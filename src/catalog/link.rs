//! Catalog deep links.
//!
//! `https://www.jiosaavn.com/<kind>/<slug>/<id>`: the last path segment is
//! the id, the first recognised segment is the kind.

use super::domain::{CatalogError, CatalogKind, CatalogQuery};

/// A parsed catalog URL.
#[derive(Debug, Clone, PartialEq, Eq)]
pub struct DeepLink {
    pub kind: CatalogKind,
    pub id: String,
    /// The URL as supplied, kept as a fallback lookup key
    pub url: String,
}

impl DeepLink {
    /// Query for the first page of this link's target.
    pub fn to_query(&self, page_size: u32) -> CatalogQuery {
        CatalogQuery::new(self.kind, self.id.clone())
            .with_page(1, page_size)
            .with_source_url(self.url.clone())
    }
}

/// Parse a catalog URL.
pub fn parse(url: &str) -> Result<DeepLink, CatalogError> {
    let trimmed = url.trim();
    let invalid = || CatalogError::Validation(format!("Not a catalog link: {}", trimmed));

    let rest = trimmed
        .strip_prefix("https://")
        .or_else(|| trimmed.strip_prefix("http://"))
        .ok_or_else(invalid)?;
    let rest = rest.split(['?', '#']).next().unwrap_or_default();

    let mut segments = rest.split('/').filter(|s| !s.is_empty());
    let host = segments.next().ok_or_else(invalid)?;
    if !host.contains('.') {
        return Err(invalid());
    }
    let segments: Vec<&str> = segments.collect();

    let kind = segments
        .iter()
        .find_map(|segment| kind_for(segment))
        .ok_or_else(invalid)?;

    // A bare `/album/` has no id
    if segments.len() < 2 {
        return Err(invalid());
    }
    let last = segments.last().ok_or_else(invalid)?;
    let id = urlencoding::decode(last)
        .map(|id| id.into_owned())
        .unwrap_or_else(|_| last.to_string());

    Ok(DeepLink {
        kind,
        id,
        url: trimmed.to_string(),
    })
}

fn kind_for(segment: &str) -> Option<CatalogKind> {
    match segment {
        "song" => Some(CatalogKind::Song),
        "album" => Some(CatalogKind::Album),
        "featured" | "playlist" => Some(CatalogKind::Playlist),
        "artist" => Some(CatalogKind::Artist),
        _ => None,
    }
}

◆ ◆ ◆ ◆ ◆ ◆ ◆

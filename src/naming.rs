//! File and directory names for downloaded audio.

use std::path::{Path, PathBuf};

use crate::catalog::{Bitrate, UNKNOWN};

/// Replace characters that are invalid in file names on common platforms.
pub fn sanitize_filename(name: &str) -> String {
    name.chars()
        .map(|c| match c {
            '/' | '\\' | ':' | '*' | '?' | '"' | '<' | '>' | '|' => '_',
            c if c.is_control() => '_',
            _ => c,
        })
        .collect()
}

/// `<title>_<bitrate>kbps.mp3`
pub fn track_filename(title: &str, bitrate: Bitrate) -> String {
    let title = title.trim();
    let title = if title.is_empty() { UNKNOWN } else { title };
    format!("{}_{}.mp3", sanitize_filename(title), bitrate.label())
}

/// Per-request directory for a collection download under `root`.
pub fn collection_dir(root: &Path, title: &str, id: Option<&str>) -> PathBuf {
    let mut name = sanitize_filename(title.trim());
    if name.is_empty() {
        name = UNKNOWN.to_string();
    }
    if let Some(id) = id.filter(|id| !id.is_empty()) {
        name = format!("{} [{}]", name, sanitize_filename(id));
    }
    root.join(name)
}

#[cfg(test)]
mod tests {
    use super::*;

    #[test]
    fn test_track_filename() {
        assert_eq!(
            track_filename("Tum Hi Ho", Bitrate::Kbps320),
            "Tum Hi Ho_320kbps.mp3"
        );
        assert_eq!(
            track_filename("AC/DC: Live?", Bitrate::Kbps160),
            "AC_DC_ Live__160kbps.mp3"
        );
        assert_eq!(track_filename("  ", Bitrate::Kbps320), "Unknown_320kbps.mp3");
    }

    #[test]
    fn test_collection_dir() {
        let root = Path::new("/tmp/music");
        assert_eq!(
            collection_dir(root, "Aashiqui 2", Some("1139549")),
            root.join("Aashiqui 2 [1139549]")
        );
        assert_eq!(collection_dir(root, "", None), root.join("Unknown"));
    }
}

◆ ◆ ◆ ◆ ◆ ◆ ◆

(How to complete this task) Once you find the line with "path segment is" in the entries above, output it and each line after it up to and including the line with "let trimmed = url.trim();", and nothing else.

(Output for this exercise)
//! `https://www.jiosaavn.com/<kind>/<slug>/<id>`: the last path segment is
//! the id, the first recognised segment is the kind.

use super::domain::{CatalogError, CatalogKind, CatalogQuery};

/// A parsed catalog URL.
#[derive(Debug, Clone, PartialEq, Eq)]
pub struct DeepLink {
    pub kind: CatalogKind,
    pub id: String,
    /// The URL as supplied, kept as a fallback lookup key
    pub url: String,
}

impl DeepLink {
    /// Query for the first page of this link's target.
    pub fn to_query(&self, page_size: u32) -> CatalogQuery {
        CatalogQuery::new(self.kind, self.id.clone())
            .with_page(1, page_size)
            .with_source_url(self.url.clone())
    }
}

/// Parse a catalog URL.
pub fn parse(url: &str) -> Result<DeepLink, CatalogError> {
    let trimmed = url.trim();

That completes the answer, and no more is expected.